20th Century Fox Television first approached playwright Elizabeth Meriwether in 2008 to develop a pilot that was eventually shelved. After Meriwether's success with the 2011 romantic comedy film No Strings Attached, 20th Century Fox approached her once more, and she pitched an idea for a TV sitcom about an "offbeat girl moving in with three single guys", inspired by her experience of "bouncing from Craigslist sublet to Craigslist sublet, for four years in L.A." when she was in her twenties. This show was initially called Chicks and Dicks with two of the characters similar to the final characters of Jess and Schmidt. The initial idea was a Will & Grace-style comedy inspired by Meriwether's close friendship with a guy after their exes started dating each other. The Fox network liked the script and pursued Zooey Deschanel for the role of Jess, to whose story Meriwether felt most connected. As the script developed, the plot moved on from being about the sexual endeavors of the roommates and became more socially oriented, so the title was changed to New Girl.

The show attempts to combine "comedy and drama as the five characters explore the difficulties of the decade between 30 and 40, which is when many people take their biggest steps toward maturity" with regard to relationships and careers, which, unlike Friends, is giving the show a "built-in biological clock". Producer Jake Kasdan said that "Their lives are moving forward, [but] they're still trying to hang on to some kind of crazy youth" although he does not "want them ever to seem pathetic."

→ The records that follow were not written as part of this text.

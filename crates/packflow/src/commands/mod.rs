pub mod build;
pub mod images;
pub mod test_env;
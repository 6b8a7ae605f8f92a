//! 進捗通知
//!
//! オーケストレーターは [`ProgressReporter`] にだけ進捗を伝えます。
//! バックグラウンド実行では [`ChannelReporter`] がイベントをチャネルに流し、
//! 呼び出し側が [`BuildProgress`] などで表示します。

use crate::report::StageFailure;
use colored::Colorize;
use indicatif::{ProgressBar, ProgressStyle};
use tokio::sync::mpsc;

/// 段階ごとのステップ数を受け取る進捗表示
pub trait ProgressReporter: Send + Sync {
    fn start(&self, title: &str, total_steps: u64);

    fn increment(&self, message: Option<&str>, amount: u64);

    /// 個別の失敗をオペレーターに通知
    fn notify(&self, failure: &StageFailure);

    /// 実行完了
    fn close(&self);
}

/// チャネル経由で流れる進捗イベント
#[derive(Debug, Clone, PartialEq, Eq)]
pub enum ProgressEvent {
    Started { title: String, total_steps: u64 },
    Step { message: Option<String>, amount: u64 },
    Failure(StageFailure),
    Finished,
}

impl ProgressEvent {
    /// イベントを別の reporter に転送
    pub fn forward(&self, reporter: &dyn ProgressReporter) {
        match self {
            ProgressEvent::Started { title, total_steps } => reporter.start(title, *total_steps),
            ProgressEvent::Step { message, amount } => {
                reporter.increment(message.as_deref(), *amount)
            }
            ProgressEvent::Failure(failure) => reporter.notify(failure),
            ProgressEvent::Finished => reporter.close(),
        }
    }
}

/// 呼び出しをイベントに変換してチャネルへ送る reporter
pub struct ChannelReporter {
    sender: mpsc::UnboundedSender<ProgressEvent>,
}

impl ChannelReporter {
    pub fn new(sender: mpsc::UnboundedSender<ProgressEvent>) -> Self {
        Self { sender }
    }

    pub fn channel() -> (Self, mpsc::UnboundedReceiver<ProgressEvent>) {
        let (sender, receiver) = mpsc::unbounded_channel();
        (Self::new(sender), receiver)
    }

    fn send(&self, event: ProgressEvent) {
        // 受信側が先に閉じられても実行は続ける
        if self.sender.send(event).is_err() {
            tracing::trace!("Progress receiver dropped");
        }
    }
}

impl ProgressReporter for ChannelReporter {
    fn start(&self, title: &str, total_steps: u64) {
        self.send(ProgressEvent::Started {
            title: title.to_string(),
            total_steps,
        });
    }

    fn increment(&self, message: Option<&str>, amount: u64) {
        self.send(ProgressEvent::Step {
            message: message.map(str::to_string),
            amount,
        });
    }

    fn notify(&self, failure: &StageFailure) {
        self.send(ProgressEvent::Failure(failure.clone()));
    }

    fn close(&self) {
        self.send(ProgressEvent::Finished);
    }
}

/// 何も表示しない reporter
pub struct NoopReporter;

impl ProgressReporter for NoopReporter {
    fn start(&self, _title: &str, _total_steps: u64) {}
    fn increment(&self, _message: Option<&str>, _amount: u64) {}
    fn notify(&self, _failure: &StageFailure) {}
    fn close(&self) {}
}

/// ターミナル用のプログレスバー
pub struct BuildProgress {
    progress_bar: ProgressBar,
}

impl BuildProgress {
    pub fn new() -> Self {
        let pb = ProgressBar::new(0);
        pb.set_style(
            ProgressStyle::with_template(
                "{spinner:.green} [{elapsed_precise}] [{bar:30.cyan/blue}] {pos}/{len} {msg}",
            )
            .unwrap_or_else(|_| ProgressStyle::default_bar())
            .progress_chars("=> "),
        );
        Self { progress_bar: pb }
    }

    /// テストやパイプ出力向けに描画しないバー
    pub fn hidden() -> Self {
        Self {
            progress_bar: ProgressBar::hidden(),
        }
    }

    pub fn position(&self) -> u64 {
        self.progress_bar.position()
    }

    pub fn length(&self) -> Option<u64> {
        self.progress_bar.length()
    }
}

impl Default for BuildProgress {
    fn default() -> Self {
        Self::new()
    }
}

impl ProgressReporter for BuildProgress {
    fn start(&self, title: &str, total_steps: u64) {
        self.progress_bar.set_length(total_steps);
        self.progress_bar.set_position(0);
        self.progress_bar.set_message(title.to_string());
    }

    fn increment(&self, message: Option<&str>, amount: u64) {
        if let Some(message) = message {
            self.progress_bar.set_message(message.to_string());
        }
        self.progress_bar.inc(amount);
    }

    fn notify(&self, failure: &StageFailure) {
        self.progress_bar
            .println(format!("  {} {}", "✗".red().bold(), failure));
    }

    fn close(&self) {
        self.progress_bar.finish_with_message("Completed ✓");
    }
}

#[cfg(test)]
mod tests {
    use super::*;
    use crate::report::Phase;

    #[test]
    fn test_channel_reporter_events() {
        let (reporter, mut receiver) = ChannelReporter::channel();

        reporter.start("Building images", 10);
        reporter.increment(Some("api built"), 1);
        reporter.notify(&StageFailure::new(Some("web"), Phase::Build, "boom"));
        reporter.close();

        assert_eq!(
            receiver.try_recv().unwrap(),
            ProgressEvent::Started {
                title: "Building images".into(),
                total_steps: 10
            }
        );
        assert_eq!(
            receiver.try_recv().unwrap(),
            ProgressEvent::Step {
                message: Some("api built".into()),
                amount: 1
            }
        );
        assert!(matches!(
            receiver.try_recv().unwrap(),
            ProgressEvent::Failure(_)
        ));
        assert_eq!(receiver.try_recv().unwrap(), ProgressEvent::Finished);
    }

    #[test]
    fn test_channel_reporter_survives_dropped_receiver() {
        let (reporter, receiver) = ChannelReporter::channel();
        drop(receiver);
        reporter.increment(None, 1);
        reporter.close();
    }

    #[test]
    fn test_forward_into_progress_bar() {
        let bar = BuildProgress::hidden();

        ProgressEvent::Started {
            title: "Building".into(),
            total_steps: 6,
        }
        .forward(&bar);
        ProgressEvent::Step {
            message: None,
            amount: 2,
        }
        .forward(&bar);
        ProgressEvent::Step {
            message: Some("saved".into()),
            amount: 1,
        }
        .forward(&bar);

        assert_eq!(bar.length(), Some(6));
        assert_eq!(bar.position(), 3);
    }
}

On April 9, 2012, New Girl was officially renewed for a second season of 24 episodes; Fox ordered one more episode during the second half of the season.

===Casting===
Movie actress and singer-songwriter Zooey Deschanel was in the process of developing an HBO show when she read the New Girl pilot script and responded to the material. The character of Jess was not specifically written for Deschanel, but the producers found it a great match and adjusted it to better fit the actress. With the support from Fox, Meriwether wanted to make Jess a unique, interesting and funny female character that would have been the side character on other shows. Deschanel became a producer on the show and helped build the character, requesting to not play the classic wife character who would be ignored by the guys she tries to keep out of trouble. Meriwether's goal was to write about herself from an honest perspective, with Jess mirroring her at the start and later Deschanel until Jess turned into a "hybrid of me and Zooey, the writers, and the editor". Deschanel described Jess as a part of her, especially with regard to "the sort of enthusiasm and optimism" of her youth. She does not shy away from playing embarrassing scenes or being unattractive. As Kasdan said, "This show advocates for the attractive dork." Although Meriwether had always imagined the show as an ensemble show, Fox would later focus its first marketing push on Zooey Deschanel and gave the show the promotional tagline "Simply Adorkable." The show's tone evolved after critiques of Jess’s "adorkable" persona. Creator Elizabeth Meriwether addressed these concerns with episodes like "Jess and Julia," which depicted Jess defending her quirky identity, deepening the character's development and the show's humor.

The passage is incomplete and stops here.